Cry Me A ‘Brown’ River – Harnessing Social Media to Report River Pollution
We want to develop an online monitoring platform that uses mobile phones to report and map sewage/pollutants entering rivers in Cape Town.
An aspect of rivers is that they are a continuous entity and as a result have the ability to connect diverse land users, from commercial to industrial, and divers income brackets, from high income estates to poor shack dwellings. Consequently, any impact upstream is felt all the way down the rivers length, cumulating in the lower reaches, which is often home to the poorer communities, as is the case in the City of Cape Town (CCT). This in itself poses a major sanitation risk to an already marginalised community who may depend on the flow of water, provided by the river, for a variety of tasks, from washing clothes to the discharge of sewage directly from their home. This coupled with the fact that rivers are used as a channel to drain urban catchments through stormwater drains, which in itself is used for dumping a variety of pollutants and raw sewage, and the result is a hazard to human health. This type of situation, common in a multitude of developing cities within SADC, exponentially increases the risk of surrounding inhabitants to the incidence of water-borne disease like diarrhoea, cholera and hepatitis. Furthermore, due to the nature of a river, these impacts are carried downstream increasing the potential and area of effected communities.

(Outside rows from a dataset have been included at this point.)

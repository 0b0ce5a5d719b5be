//! Module syntax simulation
//!
//! The sandbox evaluates classic scripts and has no module loader. Snippets
//! that use `import`/`export` are rewritten so the rest of the code can still
//! run: imports become empty placeholder bindings and export keywords are
//! commented out. The rewrite is line-oriented and lossy.

use crate::classifier::{classify, Classification};
use crate::error::{EngineError, Result};
use regex::{Captures, Regex};
use std::sync::OnceLock;

/// Name pulled out of a module by an import clause
#[derive(Debug, Clone, PartialEq, Eq)]
pub enum ImportedName {
    Default,
    Namespace,
    Named(String),
}

/// Local binding introduced in place of an import
#[derive(Debug, Clone, PartialEq, Eq)]
pub struct PlaceholderBinding {
    pub local: String,
    pub imported: ImportedName,
    pub module: String,
}

/// Source after module syntax was simulated
#[derive(Debug, Clone, PartialEq, Eq)]
pub struct ModuleRewrite {
    pub source: String,
    pub bindings: Vec<PlaceholderBinding>,
    /// Modules imported only for their side effects
    pub side_effect_imports: Vec<String>,
    /// Export statements neutralized
    pub exports: usize,
}

fn cached(slot: &'static OnceLock<Regex>, pattern: &str) -> &'static Regex {
    slot.get_or_init(|| Regex::new(pattern).expect("rewrite patterns are valid"))
}

fn module_syntax() -> &'static Regex {
    static MODULE_SYNTAX: OnceLock<Regex> = OnceLock::new();
    cached(
        &MODULE_SYNTAX,
        r#"(?m)^\s*(?:import\s*[\w{*"']|export\b|from\s+[\w.]+\s+import\s)"#,
    )
}

/// True when any line starts with an import or export statement.
/// Dynamic `import(...)` does not count.
pub fn has_module_syntax(code: &str) -> bool {
    module_syntax().is_match(code)
}

/// Module syntax in code that classifies as another language is rejected
/// rather than simulated.
pub fn check_module_syntax(code: &str) -> Result<()> {
    let Some(found) = module_syntax().find(code) else {
        return Ok(());
    };
    if let Classification::OtherLanguage(language) = classify(code) {
        let line_end = code[found.start()..]
            .find('\n')
            .map_or(code.len(), |offset| found.start() + offset);
        return Err(EngineError::CrossLanguageModuleSyntax {
            language,
            syntax: code[found.start()..line_end].trim().to_string(),
        });
    }
    Ok(())
}

/// Replace import/export statements with placeholders.
///
/// Returns `None` when the code has no module syntax.
pub fn rewrite_modules(code: &str) -> Option<ModuleRewrite> {
    static IMPORT_FROM: OnceLock<Regex> = OnceLock::new();
    static SIDE_EFFECT_IMPORT: OnceLock<Regex> = OnceLock::new();
    static EXPORT_DEFAULT: OnceLock<Regex> = OnceLock::new();
    static EXPORT_LIST: OnceLock<Regex> = OnceLock::new();
    static EXPORT_DECLARATION: OnceLock<Regex> = OnceLock::new();

    if !has_module_syntax(code) {
        return None;
    }

    let import_from = cached(
        &IMPORT_FROM,
        r#"(?m)^([ \t]*)import\s+([^;'"]+?)\s+from\s*['"]([^'"\n]+)['"][ \t]*;?"#,
    );
    let side_effect_import = cached(
        &SIDE_EFFECT_IMPORT,
        r#"(?m)^([ \t]*)import\s*['"]([^'"\n]+)['"][ \t]*;?"#,
    );
    let export_default = cached(
        &EXPORT_DEFAULT,
        r"(?m)^([ \t]*)export\s+default\s+((?:async\s+)?function\b\s*\*?\s*[A-Za-z_$]|class\s+[A-Za-z_$])?",
    );
    let export_list = cached(
        &EXPORT_LIST,
        r#"(?m)^([ \t]*)export\s*(\{[^}]*\}(?:\s*from\s*['"][^'"\n]*['"])?|\*(?:\s+as\s+[\w$]+)?\s*from\s*['"][^'"\n]*['"])[ \t]*;?"#,
    );
    let export_declaration = cached(
        &EXPORT_DECLARATION,
        r"(?m)^([ \t]*)export\s+((?:const|let|var|function|class|async)\b)",
    );

    let mut bindings = Vec::new();
    let mut side_effect_imports = Vec::new();
    let mut exports = 0;

    let source = import_from.replace_all(code, |caps: &Captures| {
        let module = caps[3].to_string();
        let before = bindings.len();
        parse_import_clause(&caps[2], &module, &mut bindings);
        let declared: Vec<String> = bindings[before..]
            .iter()
            .map(|binding| format!("{} = {{}}", binding.local))
            .collect();
        if declared.is_empty() {
            format!("{}/* import from {} */", &caps[1], comment_safe(&module))
        } else {
            format!(
                "{}const {}; /* simulated import from {} */",
                &caps[1],
                declared.join(", "),
                comment_safe(&module)
            )
        }
    });

    let source = side_effect_import.replace_all(&source, |caps: &Captures| {
        side_effect_imports.push(caps[2].to_string());
        format!("{}/* import {} */", &caps[1], comment_safe(&caps[2]))
    });

    let source = export_default.replace_all(&source, |caps: &Captures| {
        exports += 1;
        match caps.get(2) {
            Some(declaration) => format!("{}/* export default */ {}", &caps[1], declaration.as_str()),
            None => format!("{}/* export default */ const __defaultExport = ", &caps[1]),
        }
    });

    let source = export_list.replace_all(&source, |caps: &Captures| {
        exports += 1;
        format!("{}/* export {} */", &caps[1], comment_safe(&caps[2]))
    });

    let source = export_declaration.replace_all(&source, |caps: &Captures| {
        exports += 1;
        format!("{}/* export */ {}", &caps[1], &caps[2])
    });

    let mut preamble = vec![console_warn(
        "Module syntax detected: imports are simulated with empty placeholders and no modules are loaded",
    )];
    for binding in &bindings {
        preamble.push(console_warn(&format!(
            "Simulated import '{}' from '{}'",
            binding.local, binding.module
        )));
    }
    for module in &side_effect_imports {
        preamble.push(console_warn(&format!("Skipped side-effect import '{}'", module)));
    }

    Some(ModuleRewrite {
        source: format!("{}\n{}", preamble.join("\n"), source),
        bindings,
        side_effect_imports,
        exports,
    })
}

fn parse_import_clause(clause: &str, module: &str, out: &mut Vec<PlaceholderBinding>) {
    let clause = clause.trim();
    let (head, named) = match clause.find('{') {
        Some(index) => (&clause[..index], Some(&clause[index..])),
        None => (clause, None),
    };

    let mut push = |local: &str, imported: ImportedName| {
        let local = local.trim();
        if is_identifier(local) {
            out.push(PlaceholderBinding {
                local: local.to_string(),
                imported,
                module: module.to_string(),
            });
        }
    };

    for part in head.split(',').map(str::trim).filter(|part| !part.is_empty()) {
        match part.strip_prefix('*') {
            Some(rest) => {
                let rest = rest.trim();
                push(rest.strip_prefix("as").unwrap_or(rest), ImportedName::Namespace);
            }
            None => push(part, ImportedName::Default),
        }
    }

    if let Some(named) = named {
        let inner = named.trim_start_matches('{').trim_end_matches('}');
        for specifier in inner.split(',').map(str::trim).filter(|s| !s.is_empty()) {
            let specifier = specifier.strip_prefix("type ").unwrap_or(specifier);
            match specifier.split_once(" as ") {
                Some((imported, local)) => {
                    push(local, ImportedName::Named(imported.trim().to_string()))
                }
                None => push(specifier, ImportedName::Named(specifier.trim().to_string())),
            }
        }
    }
}

fn is_identifier(name: &str) -> bool {
    let mut chars = name.chars();
    matches!(chars.next(), Some(c) if c.is_ascii_alphabetic() || c == '_' || c == '$')
        && chars.all(|c| c.is_ascii_alphanumeric() || c == '_' || c == '$')
}

fn comment_safe(text: &str) -> String {
    text.replace("*/", "* /")
}

fn console_warn(message: &str) -> String {
    // serde_json string encoding is a valid JS string literal
    let literal = serde_json::to_string(message).unwrap_or_else(|_| "\"\"".to_string());
    format!("console.warn({});", literal)
}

A group called Friends of the Liesbeek (FoL) was formed to monitor and improve the Liesbeek River for the public benefit, and that of the environment. The FoL team (managed by Jason Mingo) have noticed points where pollution enters the Liesbeek River but there is not a central database for recording, mapping and analysing information. This includes incidences of overflow of sewage systems into the river via stormwater outlets and/or leaks.

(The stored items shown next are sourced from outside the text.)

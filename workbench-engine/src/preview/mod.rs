//! Document synthesis for markup, style and DOM-oriented scripts

pub mod interactive;
pub mod markup;
pub mod style;
pub mod template;

use crate::error::{EngineError, Result};
use html5ever::serialize::{serialize, SerializeOpts};
use html5ever::tendril::TendrilSink;
use html5ever::tree_builder::TreeBuilderOpts;
use html5ever::{parse_document, ParseOpts};
use markup5ever_rcdom::{RcDom, SerializableHandle};

pub use interactive::build_interactive_document;
pub use markup::MarkupRenderer;
pub use style::{check_style_syntax, StylePreviewer};

/// Parses document text and serializes it back as a normalized document
pub trait DocumentEngine: Send + Sync {
    fn normalize(&self, html: &str) -> Result<String>;

    fn name(&self) -> &str;
}

/// WHATWG HTML parsing via html5ever
#[derive(Debug, Clone)]
pub struct Html5everEngine {
    scripting_enabled: bool,
    /// Placeholder base URL documents are considered to live at
    base_url: String,
}

impl Html5everEngine {
    pub fn new() -> Self {
        Self {
            scripting_enabled: true,
            base_url: "http://localhost/".to_string(),
        }
    }

    pub fn with_base_url(mut self, base_url: impl Into<String>) -> Self {
        self.base_url = base_url.into();
        self
    }

    pub fn base_url(&self) -> &str {
        &self.base_url
    }

    /// Parse `<noscript>` content as markup instead of raw text
    pub fn without_scripting(mut self) -> Self {
        self.scripting_enabled = false;
        self
    }
}

impl Default for Html5everEngine {
    fn default() -> Self {
        Self::new()
    }
}

impl DocumentEngine for Html5everEngine {
    fn normalize(&self, html: &str) -> Result<String> {
        let opts = ParseOpts {
            tree_builder: TreeBuilderOpts {
                scripting_enabled: self.scripting_enabled,
                drop_doctype: false,
                ..Default::default()
            },
            ..Default::default()
        };

        let dom = parse_document(RcDom::default(), opts)
            .from_utf8()
            .read_from(&mut html.as_bytes())
            .map_err(|e| EngineError::DocumentParse(e.to_string()))?;

        let document: SerializableHandle = dom.document.clone().into();
        let mut bytes = Vec::with_capacity(html.len());
        serialize(&mut bytes, &document, SerializeOpts::default())
            .map_err(|e| EngineError::DocumentParse(e.to_string()))?;

        let normalized =
            String::from_utf8(bytes).map_err(|e| EngineError::DocumentParse(e.to_string()))?;
        tracing::debug!(
            base_url = %self.base_url,
            input_bytes = html.len(),
            output_bytes = normalized.len(),
            "Normalized document"
        );
        Ok(normalized)
    }

    fn name(&self) -> &str {
        "html5ever"
    }
}
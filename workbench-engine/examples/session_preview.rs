//! Session example - run a script, render markup, then restyle it

use workbench_engine::{EngineConfig, SessionId, WorkbenchEngine};

#[tokio::main]
async fn main() -> anyhow::Result<()> {
    tracing_subscriber::fmt::init();

    let engine = WorkbenchEngine::new(EngineConfig::default());
    let session = SessionId::from("example");

    println!("=== Workbench Session Example ===\n");

    println!("Step 1: JavaScript");
    let result = engine
        .execute_code(
            &session,
            "const squares = [1, 2, 3].map(n => n * n);\nconsole.log(squares);\nsetTimeout(() => console.log('later'), 500);",
            "javascript",
        )
        .await;
    println!("{}\n", result.output);

    println!("Step 2: HTML");
    let result = engine
        .execute_code(&session, "<h1>Hello</h1>\n<p class=\"lead\">From the workbench</p>", "html")
        .await;
    println!("{}\n", result.output);

    println!("Step 3: CSS against the previous HTML");
    let result = engine
        .execute_code(&session, ".lead { color: teal; font-size: 18px; }", "css")
        .await;
    println!("{}", result.output);
    if let Some(document) = result.document_content {
        println!("{}", document);
    }

    Ok(())
}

In order to assist FoL in monitoring pollution along the river, we would like help from techies to develop a platform that the general public (as well as FoL staff) can use to report sewage overflows or illegal dumping of pollutants into stormwater systems. The key here is that the public should not need to download a complicated app, but can use the functionality they already have on their phone. These issues (whether reported by FoL staff, municipal staff or the general public) would be collated – and mapped – on a central database. These types of data will enable the identification of trends and hotspots along the river for pollution incidences, thereby better serving the management and maintenance of the river.
In terms of functionality – we would be happy with the backend resembling crowdmap.com, seeclickfix.com or fixmystreet.com – or any clone of Ushahidi-type systems. However the frontend – and this is important – should allow users to report issues via Mxit, WhatsApp, SMS/MMS, USSD, and Facebook etc. While we are happy to capture any information from the public, we are particular interested in two things: 1) capturing photos of the issues and 2) being able to geo-graphically locate them.

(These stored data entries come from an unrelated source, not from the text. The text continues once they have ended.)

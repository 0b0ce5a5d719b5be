//! Resource limits for sandboxed script execution

use serde::{Deserialize, Serialize};
use std::time::Duration;

/// What the window stub does with `window.addEventListener('load', fn)`
#[derive(Debug, Clone, Copy, PartialEq, Eq, Default, Serialize, Deserialize)]
#[serde(rename_all = "lowercase")]
pub enum LoadEventMode {
    /// Invoke the listener synchronously at registration
    #[default]
    Immediate,
    /// Only record the registration, like every other listener
    Record,
}

/// Resource limits for script execution
#[derive(Debug, Clone, PartialEq, Serialize, Deserialize)]
#[serde(default)]
pub struct SandboxLimits {
    /// Wall-clock budget for the whole run, including timer emulation
    #[serde(with = "humantime_serde")]
    pub timeout: Duration,

    /// `setTimeout` delays above this are clamped down
    #[serde(with = "humantime_serde")]
    pub max_timeout_delay: Duration,

    /// `setInterval` periods below this are raised
    #[serde(with = "humantime_serde")]
    pub min_interval_period: Duration,

    /// Virtual time after which pending timers are cancelled instead of fired
    #[serde(with = "humantime_serde")]
    pub timer_horizon: Duration,

    /// Maximum number of timer callbacks fired per run
    pub max_timer_callbacks: usize,

    /// V8 heap limit in bytes
    pub max_heap_bytes: usize,

    /// Maximum accepted snippet size in bytes
    pub max_code_bytes: usize,

    /// Console lines kept per run; later lines are dropped
    pub max_output_lines: usize,

    /// Maximum concurrent isolates
    pub max_concurrent: usize,

    pub load_event_mode: LoadEventMode,
}

impl Default for SandboxLimits {
    fn default() -> Self {
        Self {
            timeout: Duration::from_millis(5_000),
            max_timeout_delay: Duration::from_millis(3_000),
            min_interval_period: Duration::from_millis(300),
            timer_horizon: Duration::from_secs(10),
            max_timer_callbacks: 100,
            max_heap_bytes: 64 * 1024 * 1024, // 64 MB
            max_code_bytes: 256 * 1024,       // 256 KB
            max_output_lines: 1_000,
            max_concurrent: 8,
            load_event_mode: LoadEventMode::Immediate,
        }
    }
}

impl SandboxLimits {
    /// Tight limits for tests and constrained hosts
    pub fn strict() -> Self {
        Self {
            timeout: Duration::from_millis(1_000),
            timer_horizon: Duration::from_secs(3),
            max_timer_callbacks: 20,
            max_heap_bytes: 16 * 1024 * 1024,
            max_code_bytes: 32 * 1024,
            max_output_lines: 200,
            ..Self::default()
        }
    }

    pub fn with_timeout(mut self, timeout: Duration) -> Self {
        self.timeout = timeout;
        self
    }
}
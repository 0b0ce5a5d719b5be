//! Classification, reconciliation and routing

use crate::common::{fresh_session, test_engine};
use assert_matches::assert_matches;
use workbench_engine::{classify, Classification, ExecutionRequest, Language};

#[tokio::test]
async fn test_dom_script_gets_interactive_preview() {
    let engine = test_engine();
    let code = "document.getElementById('x').addEventListener('click', () => console.log('clicked'));";
    let result = engine.execute_code(&fresh_session(), code, "javascript").await;

    assert!(result.success);
    assert!(result.is_document);
    assert_matches!(result.language, Some(Language::Script));
    let document = result.document_content.unwrap();
    assert!(document.contains(code));
    assert!(document.contains("console-output"));
}

#[tokio::test]
async fn test_unsupported_declaration_uses_detection() {
    let engine = test_engine();
    let result = engine
        .execute_code(&fresh_session(), "<div><p>hello</p></div>", "ruby")
        .await;

    assert!(result.success);
    assert_matches!(result.language, Some(Language::Markup));
    assert_eq!(result.warnings.len(), 1);
    assert!(result.warnings[0].contains("ruby"));
}

#[tokio::test]
async fn test_both_unsupported_fails() {
    let engine = test_engine();
    let result = engine
        .execute_code(&fresh_session(), "def main():\n    print('hi')", "python")
        .await;

    assert!(!result.success);
    assert!(result.error.unwrap().starts_with("Unsupported language 'python'"));
    assert_eq!(result.language, None);
}

#[tokio::test]
async fn test_supported_declaration_wins_with_warning() {
    let engine = test_engine();
    let result = engine
        .execute_code(&fresh_session(), ".card { padding: 4px; }", "html")
        .await;

    assert!(result.success);
    assert_matches!(result.language, Some(Language::Markup));
    assert!(result.warnings[0].contains("css"));
}

#[tokio::test]
async fn test_cross_language_module_syntax_rejected() {
    let engine = test_engine();
    let result = engine
        .execute_code(&fresh_session(), "import os\nprint(os.getcwd())", "javascript")
        .await;

    assert!(!result.success);
    let error = result.error.unwrap();
    assert!(error.contains("python"), "{}", error);
    assert!(error.contains("import os"), "{}", error);
}

#[tokio::test]
async fn test_result_serializes_camel_case() {
    let engine = test_engine();
    let result = engine
        .execute(ExecutionRequest::new("<p>x</p>", "html").in_session(fresh_session()))
        .await;

    let value = serde_json::to_value(&result).unwrap();
    assert_eq!(value["success"], true);
    assert_eq!(value["isDocument"], true);
    assert!(value["documentContent"].as_str().unwrap().contains("<p>x</p>"));
    assert_eq!(value["language"], "html");
    assert!(value.get("durationMs").is_some());
    assert!(value.get("warnings").is_none());
}

#[test]
fn test_classify_is_deterministic() {
    let samples = [
        "const a = 1;",
        "<!DOCTYPE html><html></html>",
        "@media (max-width: 600px) { body { margin: 0; } }",
        "def f():\n    pass",
        "just some words",
    ];
    for sample in samples {
        assert_eq!(classify(sample), classify(sample));
    }
    assert_eq!(classify("just some words"), Classification::Unknown);
}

Information can then be presented in a usable fashion and fed to relevant government departments for response – FoL has an excellent relationship, for instance, with the City of Cape Town. The systems could also potentially report other issues such as different point-source pollution, illegal stormwater outfalls, illegal dumping, vagrants, alien vegetation and sections of the river needing attention etc. FoL was chosen because they are a well established and well recognised organisation within the CCT, as mentioned previously. A successful trial run with FoL may help to encourage further participation from various relevant city departments such as Water & Sanitation and Roads & Stormwater. Ultimately, the aim is to see the general public from all suburbs within the City have access to such an application and in doing so, help improve not only their lives and their neighbours’ but of communities connected through our urban rivers.
An application of this nature which, through various social media platforms, engages with the general public on the issues surrounding urban rivers and the potential health risks, will serve to increase their awareness and responsibility. Apart from the positive spin-offs associated with better monitoring and management, this type of system has the ability to hold both City officials and communities accountable in terms of ensuring problems areas are assessed and rectified and that such problems are reported. It is through this mutual relationship that a shift in the general perception of urban watercourses may be born, allowing for a greater appreciation of the fragility of these systems and the ultimate link it has on human health and well-being.